Международный дом Phillips de Pury & Company с недавних пор входит в число самых значимых для рынка русского искусства аукционов. И хотя дорогой антикварной живописью он не занимается вообще, но зато в профильных сегментах «Филлипсу» нет равных. Достаточно вспомнить, что публичный ценовой рекорд в сегменте послевоенного неофициального искусства (работа Ильи Кабакова «Жук») был установлен именно на Phillips de Pury. Да и вообще все самые дорогие продажи шестидесятников (вслед за Кабаковым идут Эрик Булатов, Евгений Чубаров, Комар и Меламид) сделаны на Phillips.
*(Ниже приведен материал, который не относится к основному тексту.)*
use crate::bootstrap::AppContext;
use crate::cli::GlobalFlags;
use crate::cli::root_commands::BusinessesArgs;
use crate::output::output;
use crate::progress::Spinner;

/// Handle `anang businesses`. Never fails on backend errors: the bundled
/// sample data is shown instead.
pub async fn handle(args: &BusinessesArgs, ctx: &AppContext, flags: &GlobalFlags) -> anyhow::Result<()> {
    let list = Spinner::around(
        "Loading businesses...",
        ctx.api.get_verified_businesses(args.category.as_deref()),
    )
    .await;
    if list.from_fallback && !flags.quiet {
        eprintln!("backend unavailable, showing sample data");
    }
    output(&list, flags.format)
}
А установленный на Phillips рекорд для русского искусства XXI века (более трех лет его удерживает работа Владимира Дубоссарского и Александра Виноградова) лишний раз подтверждает чемпионский статус площадки.

В кризисном 2008 году аукционный дом с более чем 200-летней историей был приобретен российской Mercury Group. Новые владельцы применили инновационную стратегию развития, и сейчас дела Phillips de Pury стремительно идут в гору. О том, чем дышит публичный рынок современного искусства, и о его перспективах ARTinvestment.RU рассказала Светлана Марич, глава московского представительства Phillips de Pury.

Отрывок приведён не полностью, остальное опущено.